DIRECTIONS FOR THIS TASK:
Exact copies of all records below are needed.

RECORDED INFORMATION: Begin

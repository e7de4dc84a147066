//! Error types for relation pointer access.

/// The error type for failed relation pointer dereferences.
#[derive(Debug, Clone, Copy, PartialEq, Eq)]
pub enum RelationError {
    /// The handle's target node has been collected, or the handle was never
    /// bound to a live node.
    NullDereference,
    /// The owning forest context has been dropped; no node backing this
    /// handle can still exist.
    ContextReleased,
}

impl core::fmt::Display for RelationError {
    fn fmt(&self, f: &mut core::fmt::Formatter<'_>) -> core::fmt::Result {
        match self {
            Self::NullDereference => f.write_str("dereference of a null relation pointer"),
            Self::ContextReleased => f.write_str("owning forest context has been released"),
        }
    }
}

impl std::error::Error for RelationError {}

RECORDED INFORMATION: End

RESPONSE BELOW:
repository e7de4dc84a147066
//! Error types for relation pointer access.

/// The error type for failed relation pointer dereferences.
#[derive(Debug, Clone, Copy, PartialEq, Eq)]
pub enum RelationError {
    /// The handle's target node has been collected, or the handle was never
    /// bound to a live node.
    NullDereference,
    /// The owning forest context has been dropped; no node backing this
    /// handle can still exist.
    ContextReleased,
}

impl core::fmt::Display for RelationError {
    fn fmt(&self, f: &mut core::fmt::Formatter<'_>) -> core::fmt::Result {
        match self {
            Self::NullDereference => f.write_str("dereference of a null relation pointer"),
            Self::ContextReleased => f.write_str("owning forest context has been released"),
        }
    }
}

impl std::error::Error for RelationError {}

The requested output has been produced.